Objective: The purpose of this review is to provide an update of the research regarding depression in Parkinson's disease and to synthesize the information into a neurobiological model relating the structural and biochemical changes in this disorder to the behavioral manifestations.
Method: The author used a computer-based search of the literature, augmented by extensive bibliography-guided article reviews, to find information on depression and Parkinson's disease.
Findings: Depression occurs in approximately 40% of patients with Parkinson's disease; depression in Parkinson's disease is distinguished from other depressive disorders by greater anxiety and less self-punitive ideation. Lower CSF levels of 5-hydroxyindoleacetic acid, a past history of depression, and greater functional disability are associated with a greater risk of depression in Parkinson's disease. Female gender, early age at onset of Parkinson's disease, and greater left brain involvement may also be risk factors. Approximately half of depressed patients with Parkinson's disease meet criteria for major depressive episodes; half have dysthymia. Depression is more common in Parkinson's disease with prominent bradykinesia and gait instability than in tremor-dominant syndromes.

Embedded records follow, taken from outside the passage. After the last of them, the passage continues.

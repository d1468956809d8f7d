//! Resolution of declared field types into [`TypeRef`] identities.

use tracing::trace;

use super::Extractor;
use crate::catalog::{IntKind, TypeId, TypeRef};
use crate::decl::{TypeExpr, TypeShape};
use crate::error::{PrettyconfError, PrettyconfResult};

/// Field whose type is being resolved, used for error context.
pub(super) struct FieldSite<'a> {
    pub package: &'a str,
    pub owner: &'a str,
    pub field: &'a str,
}

impl FieldSite<'_> {
    pub(super) fn fail(&self, type_name: impl ToString, message: impl Into<String>) -> PrettyconfError {
        PrettyconfError::TypeResolution {
            package: self.package.to_owned(),
            owner: self.owner.to_owned(),
            field: self.field.to_owned(),
            type_name: type_name.to_string(),
            message: message.into(),
        }
    }
}

/// Maps a builtin identifier to its resolved type.
///
/// A `::` path names a type outside the declarations, which is opaque.
fn builtin(name: &str) -> Option<TypeRef> {
    if let Some(kind) = IntKind::from_builtin(name) {
        return Some(TypeRef::Int(kind));
    }
    let ty = match name {
        "bool" => TypeRef::Bool,
        "string" => TypeRef::String,
        "float32" => TypeRef::Float(32),
        "float64" => TypeRef::Float(64),
        "any" | "interface{}" | "error" | "()" => TypeRef::Opaque(name.to_owned()),
        external if external.contains("::") => TypeRef::Opaque(external.to_owned()),
        _ => return None,
    };
    Some(ty)
}

impl Extractor<'_> {
    /// Resolves `expr` as written in `package`.
    ///
    /// `aliases` holds the alias declarations currently being expanded.
    pub(super) fn resolve_expr(
        &mut self,
        site: &FieldSite<'_>,
        package: &str,
        expr: &TypeExpr,
        aliases: &mut Vec<TypeId>,
    ) -> PrettyconfResult<TypeRef> {
        let resolved = match expr {
            TypeExpr::Ident(name) => match builtin(name) {
                Some(ty) => ty,
                None => self.resolve_named(site, TypeId::new(package, name.clone()), aliases)?,
            },
            TypeExpr::Qualified {
                package: qualifier,
                name,
            } => {
                let id = TypeId::new(self.provider.canonical_path(qualifier), name.clone());
                self.resolve_named(site, id, aliases)?
            }
            TypeExpr::Pointer(elem) => {
                TypeRef::Optional(Box::new(self.resolve_expr(site, package, elem, aliases)?))
            }
            TypeExpr::Slice(elem) => {
                TypeRef::Sequence(Box::new(self.resolve_expr(site, package, elem, aliases)?))
            }
            TypeExpr::Map(key, value) => TypeRef::Mapping(
                Box::new(self.resolve_expr(site, package, key, aliases)?),
                Box::new(self.resolve_expr(site, package, value, aliases)?),
            ),
        };
        Ok(resolved)
    }

    fn resolve_named(
        &mut self,
        site: &FieldSite<'_>,
        id: TypeId,
        aliases: &mut Vec<TypeId>,
    ) -> PrettyconfResult<TypeRef> {
        if let Some(cached) = self.resolved.get(&id) {
            return Ok(cached.clone());
        }
        if aliases.contains(&id) {
            let chain: Vec<String> = aliases.iter().map(ToString::to_string).collect();
            return Err(site.fail(&id, format!("alias cycle through {}", chain.join(" -> "))));
        }

        let decl = match self.load(&id.package) {
            Ok(decl) => decl,
            Err(PrettyconfError::PackageNotFound { package }) => {
                return Err(site.fail(&id, format!("package '{package}' could not be found")));
            }
            Err(err) => return Err(err),
        };
        let Some(ty) = decl.type_decl(&id.name) else {
            return Err(site.fail(&id, format!("no type {} declared in package", id.name)));
        };

        let resolved = match &ty.shape {
            TypeShape::Record(_) => TypeRef::Named {
                id: id.clone(),
                underlying: Box::new(TypeRef::Record),
            },
            TypeShape::Interface => TypeRef::Named {
                id: id.clone(),
                underlying: Box::new(TypeRef::Opaque("interface".to_owned())),
            },
            TypeShape::Alias(target) => {
                aliases.push(id.clone());
                let expanded = self.resolve_expr(site, &id.package, target, aliases);
                aliases.pop();
                let underlying = expanded?;
                if underlying.record_id().is_some() && !matches!(underlying, TypeRef::Optional(_)) {
                    // An alias of a record names that record.
                    underlying
                } else {
                    TypeRef::Named {
                        id: id.clone(),
                        underlying: Box::new(underlying),
                    }
                }
            }
        };
        trace!(id = %id, resolved = ?resolved, "resolved named type");
        self.resolved.insert(id, resolved.clone());
        Ok(resolved)
    }
}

Depressed patients with Parkinson's disease have greater frontal lobe dysfunction and greater involvement of dopaminergic and noradrenergic systems than nondepressed patients with the disease. Mood changes in Parkinson's disease respond to treatment with conventional tricyclic antidepressants or ECT.
Conclusions: Neurobiological investigations suggest that depression in Parkinson's disease may be mediated by dysfunction in mesocortical/prefrontal reward, motivational, and stress-response systems. Neuropsychological, metabolic, clinical, pharmacological, and anatomical studies support the involvement of frontal dopaminergic projections in patients with Parkinson's disease and depression.